5 Esercizi per i runner pronatori
La pronazione può causare dolori e fastidi durante e dopo la corsa, che se non trattati con attenzione possono portare a infortuni e infiammazioni. Gli esercizi biometrici sono un modo utile per prevenire i dolori da pronazione. Ecco i migliori esercizi e i loro benefici per i runner pronatori.
I benefici degli esercizi biometrici per pronatori
Gli esercizi biometrici sono studiati per alleviare il dolore di chi soffre di pronazione, aiutano a correggere la rotazione del piede verso l’interno e a migliorare l’appoggio durante la corsa.
Vanno ad agire sulla muscolatura interna del piede e delle dita, aumentando sia la forza che la flessibilità per una corsa più fluida.
Oltre a scegliere le scarpe più adatte per la pronazione, praticare gli esercizi biometrici diminuirà l’insorgenza del dolore durante e dopo l’allenamento e aiuterà a rendere il passo più efficace e fluido.
Ecco i 5 esercizi biometrici migliori per la pronazione, adatti anche ai runners principianti.
1. Migliorare l’arco plantare
Cerca di arcuare il più possibile il piede verso l’alto, crea un arco perfetto e tieni la posizione per 10-15 secondi.
Puoi aumentare la difficoltà abbassandoti in posizione di squat e aggiungendo il peso del corpo.
Ripetizione: 3 serie da 15.
Questo esercizio lavora sui muscoli intrinseci del piede per migliorare l’arco plantare ed allenarlo a non poggiare del tutto a terra, come accade con un piede pronato.
2. Allenare le dita del piede
Allena la muscolatura delle dita del piede sollevando solamente l’alluce e mantenendo le altre dita ferme e ben appoggiate a terra. Procedere con l’esercizio opposto: l’alluce è a terra e le altre dita si sollevano.

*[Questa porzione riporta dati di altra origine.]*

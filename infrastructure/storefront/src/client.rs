use reqwest::Client;
use serde::Deserialize;
use serde::de::DeserializeOwned;
use serde_json::{Value, json};

use business::domain::errors::CommerceError;

const ACCESS_TOKEN_HEADER: &str = "X-Shopify-Storefront-Access-Token";

/// Shared Storefront API HTTP client configuration.
#[derive(Clone)]
pub struct StorefrontClient {
    client: Client,
    endpoint: String,
    access_token: String,
}

impl StorefrontClient {
    pub fn new(domain: &str, access_token: String, api_version: &str) -> Self {
        let client = Client::builder()
            .timeout(std::time::Duration::from_secs(30))
            .build()
            .unwrap_or_default();

        Self {
            client,
            endpoint: format!("https://{}/api/{}/graphql.json", domain, api_version),
            access_token,
        }
    }

    /// Returns the GraphQL endpoint URL.
    pub fn endpoint(&self) -> &str {
        &self.endpoint
    }

    /// Posts a GraphQL document and unwraps the `data` member of the answer.
    pub async fn execute<T: DeserializeOwned>(
        &self,
        query: &str,
        variables: Value,
    ) -> Result<T, CommerceError> {
        let response = self
            .client
            .post(&self.endpoint)
            .header("Content-Type", "application/json")
            .header(ACCESS_TOKEN_HEADER, &self.access_token)
            .json(&json!({ "query": query, "variables": variables }))
            .send()
            .await
            .map_err(|err| CommerceError::Transport(err.to_string()))?;

        if !response.status().is_success() {
            return Err(CommerceError::Status(response.status().as_u16()));
        }

        let envelope: GraphQlResponse<T> = response
            .json()
            .await
            .map_err(|err| CommerceError::Decode(err.to_string()))?;

        envelope.into_data()
    }
}

#[derive(Deserialize)]
pub(crate) struct GraphQlResponse<T> {
    data: Option<T>,
    #[serde(default)]
    errors: Vec<GraphQlError>,
}

#[derive(Deserialize)]
struct GraphQlError {
    message: String,
}

impl<T> GraphQlResponse<T> {
    /// Any reported error fails the whole call, even next to partial data.
    pub(crate) fn into_data(self) -> Result<T, CommerceError> {
        if !self.errors.is_empty() {
            return Err(CommerceError::GraphQl(
                self.errors.into_iter().map(|e| e.message).collect(),
            ));
        }
        self.data
            .ok_or_else(|| CommerceError::Decode("response has no data".to_string()))
    }
}
pub mod cart;
pub mod catalog;
pub mod error;
pub mod health;
pub mod session;
pub mod storefront;
pub mod tags;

Ripetizione: 3 serie da 20.
Questo può sembrare un esercizio semplice, ma è fondamentale perché agisce sulla mobilità del piede e lo rende più reattivo, in particolare risveglia la muscolatura delle dita troppo spesso chiuse e schiacciate all’interno delle scarpe da running, migliorando la forza esplosiva. Più rapida la spinta della punta, minore sarà la sollecitazione e lo sforzo per l’arco plantare.
3. Saltelli sul posto
Esegui dei salti sul posto, prima con un piede e poi con l’altro, mantenendo un ritmo veloce.
Ripetizione: 3serie da 15.
Questo esercizio allena il piede ad avere un maggior stimolo e reattività nella fase di appoggio, uno dei momenti più critici dove l’arco plantare tende a ruotare verso l’interno.
4. Salti con i pesi
Aggiungi complessità all’esercizio precedente utilizzando un peso da tenere sopra la testa. Se vai in palestra puoi utilizzare un bilanciere caricato con 2/5 kg.
Ripetizione: 3 serie da 10.
Anche se all’inizio farai più fatica ad eseguire i salti con l’aggiunta del carico, questo esercizio sarà utile per allenare la volta plantare a sopportare il peso che si scarica sul piede durante la corsa. Con il tempo i salti diventeranno più veloci e reattivi, così come il tuo piede.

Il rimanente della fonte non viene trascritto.